Which lines in the data below contain the string "comments"? Show each one.

═══ Data ═══

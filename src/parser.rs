//! Parsers for flat key/value source text.
//!
//! Two formats are supported:
//!
//! - **Properties** - the standard `key=value` text format with `#`/`!`
//!   comments, backslash line continuations and `\uXXXX` escapes
//! - **INI** - `[section]` headers with `key = value` lines; keys inside a
//!   section are flattened to `section.key`
//!
//! Values are kept as raw text. Placeholders such as `%name%` are not
//! interpreted here; that happens at lookup time.
//!
//! ```rust
//! use propstack::parser::{PropertiesParser, SourceParser};
//!
//! let parsed = PropertiesParser.parse("p1=blee\np2=p1 value is %p1%.").unwrap();
//! assert_eq!(parsed["p2"], "p1 value is %p1%.");
//! ```

use crate::error::{ConfigError, ConfigResult, ConfigResultExt};
use std::collections::HashMap;

/// Trait for parsing source text into a flat name to raw value map.
///
/// Parse failures are reported as `ConfigError::ResourceRead` with the
/// parser's name as the source; callers that know the actual resource
/// replace it with their own name.
pub trait SourceParser: Send + Sync {
    /// Parses source text into a name to raw value map.
    fn parse(&self, content: &str) -> ConfigResult<HashMap<String, String>>;

    /// Returns the file extensions handled by this parser, without the dot.
    fn supported_extensions(&self) -> &[&str];

    /// Returns a human-readable name for this parser.
    fn name(&self) -> &str;
}

/// Picks a parser for a file extension.
///
/// `ini` selects the [`IniParser`]; every other extension, including none at
/// all, is read as a properties file.
///
/// ```rust
/// use propstack::parser::detect_parser_by_extension;
///
/// assert_eq!(detect_parser_by_extension(Some("ini")).name(), "INI");
/// assert_eq!(detect_parser_by_extension(Some("properties")).name(), "Properties");
/// assert_eq!(detect_parser_by_extension(None).name(), "Properties");
/// ```
pub fn detect_parser_by_extension(extension: Option<&str>) -> Box<dyn SourceParser> {
    match extension.map(|ext| ext.to_lowercase()).as_deref() {
        Some("ini") => Box::new(IniParser),
        _ => Box::new(PropertiesParser),
    }
}

/// Parser for the properties text format.
pub struct PropertiesParser;

impl SourceParser for PropertiesParser {
    fn parse(&self, content: &str) -> ConfigResult<HashMap<String, String>> {
        parse_properties_content(content)
    }

    fn supported_extensions(&self) -> &[&str] {
        &["properties"]
    }

    fn name(&self) -> &str {
        "Properties"
    }
}

/// Parser for flat INI files.
///
/// Inline comments are not stripped: `key = a ; b` has the value `a ; b`.
pub struct IniParser;

impl SourceParser for IniParser {
    fn parse(&self, content: &str) -> ConfigResult<HashMap<String, String>> {
        parse_ini_content(content)
    }

    fn supported_extensions(&self) -> &[&str] {
        &["ini"]
    }

    fn name(&self) -> &str {
        "INI"
    }
}

fn is_properties_whitespace(c: char) -> bool {
    matches!(c, ' ' | '\t' | '\x0c')
}

fn parse_properties_content(content: &str) -> ConfigResult<HashMap<String, String>> {
    let mut result = HashMap::new();

    for (line_number, line) in logical_lines(content) {
        let (key, value) = split_entry(&line);
        let key = unescape(key)
            .map_err(|message| ConfigError::resource_read("Properties", message))
            .with_context(|| format!("line {line_number}"))?;
        let value = unescape(value)
            .map_err(|message| ConfigError::resource_read("Properties", message))
            .with_context(|| format!("line {line_number}"))?;
        result.insert(key, value);
    }

    Ok(result)
}

/// Joins continued natural lines and drops blank and comment lines.
/// Each logical line is paired with the number of its first natural line.
fn logical_lines(content: &str) -> Vec<(usize, String)> {
    let normalized = content.replace("\r\n", "\n");
    let mut lines = Vec::new();
    let mut pending: Option<(usize, String)> = None;

    for (index, natural) in normalized.split(|c: char| c == '\n' || c == '\r').enumerate() {
        let trimmed = natural.trim_start_matches(is_properties_whitespace);

        let (start, mut text) = match pending.take() {
            Some(continued) => continued,
            None => {
                if trimmed.is_empty() || trimmed.starts_with('#') || trimmed.starts_with('!') {
                    continue;
                }
                (index + 1, String::new())
            }
        };

        if ends_with_continuation(trimmed) {
            text.push_str(&trimmed[..trimmed.len() - 1]);
            pending = Some((start, text));
        } else {
            text.push_str(trimmed);
            lines.push((start, text));
        }
    }

    // A continuation on the last line just ends the entry
    if let Some(last) = pending {
        lines.push(last);
    }

    lines
}

fn ends_with_continuation(line: &str) -> bool {
    let backslashes = line.chars().rev().take_while(|&c| c == '\\').count();
    backslashes % 2 == 1
}

/// Splits a logical line into its still-escaped key and value.
fn split_entry(line: &str) -> (&str, &str) {
    let mut escaped = false;
    let mut key_end = line.len();
    let mut has_separator = false;

    for (index, c) in line.char_indices() {
        if escaped {
            escaped = false;
            continue;
        }
        match c {
            '\\' => escaped = true,
            '=' | ':' => {
                key_end = index;
                has_separator = true;
                break;
            }
            c if is_properties_whitespace(c) => {
                key_end = index;
                break;
            }
            _ => {}
        }
    }

    let key = &line[..key_end];
    let mut rest = &line[key_end..];

    if has_separator {
        rest = &rest[1..];
    } else {
        rest = rest.trim_start_matches(is_properties_whitespace);
        if let Some(stripped) = rest.strip_prefix(|c: char| c == '=' || c == ':') {
            rest = stripped;
        }
    }

    (key, rest.trim_start_matches(is_properties_whitespace))
}

fn unescape(text: &str) -> Result<String, String> {
    let mut out = String::with_capacity(text.len());
    let mut chars = text.chars();

    while let Some(c) = chars.next() {
        if c != '\\' {
            out.push(c);
            continue;
        }

        match chars.next() {
            Some('t') => out.push('\t'),
            Some('n') => out.push('\n'),
            Some('r') => out.push('\r'),
            Some('f') => out.push('\x0c'),
            Some('u') => out.push(read_unicode_escape(&mut chars)?),
            Some(other) => out.push(other),
            None => {}
        }
    }

    Ok(out)
}

/// Reads the code unit after `\u`, combining a surrogate pair when the
/// first unit is a high surrogate.
fn read_unicode_escape(chars: &mut std::str::Chars<'_>) -> Result<char, String> {
    let first = read_hex4(chars)?;

    if (0xD800..=0xDBFF).contains(&first) {
        let (backslash, marker) = (chars.next(), chars.next());
        if backslash != Some('\\') || marker != Some('u') {
            return Err("Unpaired surrogate in \\uxxxx encoding".to_string());
        }
        let second = read_hex4(chars)?;
        if !(0xDC00..=0xDFFF).contains(&second) {
            return Err("Unpaired surrogate in \\uxxxx encoding".to_string());
        }
        let combined = 0x10000 + ((first - 0xD800) << 10) + (second - 0xDC00);
        return char::from_u32(combined)
            .ok_or_else(|| "Malformed \\uxxxx encoding".to_string());
    }

    char::from_u32(first).ok_or_else(|| "Malformed \\uxxxx encoding".to_string())
}

fn read_hex4(chars: &mut std::str::Chars<'_>) -> Result<u32, String> {
    let digits: String = chars.by_ref().take(4).collect();
    if digits.len() != 4 || !digits.chars().all(|c| c.is_ascii_hexdigit()) {
        return Err("Malformed \\uxxxx encoding".to_string());
    }
    u32::from_str_radix(&digits, 16).map_err(|e| e.to_string())
}

fn parse_ini_content(content: &str) -> ConfigResult<HashMap<String, String>> {
    let mut result = HashMap::new();
    let mut current_section: Option<String> = None;

    for line in content.lines() {
        let line = line.trim();

        // Skip empty lines and comments
        if line.is_empty() || line.starts_with('#') || line.starts_with(';') {
            continue;
        }

        if line.starts_with('[') && line.ends_with(']') {
            let section_name = line[1..line.len() - 1].trim().to_string();
            if section_name.is_empty() {
                return Err(ConfigError::resource_read("INI", "Empty section name"));
            }
            current_section = Some(section_name);
            continue;
        }

        let Some(eq_pos) = line.find('=') else {
            return Err(ConfigError::resource_read(
                "INI",
                format!("Invalid line format: {line}"),
            ));
        };

        let key = line[..eq_pos].trim();
        let value = line[eq_pos + 1..].trim();

        if key.is_empty() {
            return Err(ConfigError::resource_read("INI", "Empty key name"));
        }

        let name = match &current_section {
            Some(section) => format!("{section}.{key}"),
            None => key.to_string(),
        };
        result.insert(name, value.to_string());
    }

    Ok(result)
}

═══

Task result
//!   comments, backslash line continuations and `\uXXXX` escapes
/// Inline comments are not stripped: `key = a ; b` has the value `a ; b`.
        // Skip empty lines and comments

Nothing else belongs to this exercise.